**The task:** Copy each line below in which the string "DateTime" occurs.

Records contained in a dataset
//! Safety checklist snapshot
//!
//! Captured once at booking time and never modified. Staff pull this up on
//! the day of the event, so it deliberately duplicates fields from the party
//! rather than referencing them: the snapshot must reflect what the parent
//! acknowledged at booking, even if the party record is later edited.

use chrono::{DateTime, Utc};
use serde::{Deserialize, Serialize};

use core_kernel::{ChecklistId, OrderId, PartyId};

/// Immutable safety acknowledgment captured at booking time
#[derive(Debug, Clone, Serialize, Deserialize)]
pub struct SafetyChecklist {
    /// Unique checklist identifier
    pub id: ChecklistId,
    /// The order this checklist was captured with
    pub order_id: OrderId,
    /// The party this checklist covers
    pub party_id: PartyId,
    /// Whether the parent acknowledged the venue safety terms
    pub safety_acknowledged: bool,
    /// Allergies as stated at booking
    pub allergies: Option<String>,
    /// Emergency contact as stated at booking
    pub emergency_contact: String,
    /// Supervision or accessibility needs as stated at booking
    pub special_needs: Option<String>,
    /// When the snapshot was captured
    pub captured_at: DateTime<Utc>,
}

impl SafetyChecklist {
    pub fn capture(
        order_id: OrderId,
        party_id: PartyId,
        safety_acknowledged: bool,
        allergies: Option<String>,
        emergency_contact: impl Into<String>,
        special_needs: Option<String>,
        now: DateTime<Utc>,
    ) -> Self {
        Self {
            id: ChecklistId::new(),
            order_id,
            party_id,
            safety_acknowledged,
            allergies,
            emergency_contact: emergency_contact.into(),
            special_needs,
            captured_at: now,
        }
    }
}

**Solution to the exercise:**
use chrono::{DateTime, Utc};
    pub captured_at: DateTime<Utc>,
        now: DateTime<Utc>,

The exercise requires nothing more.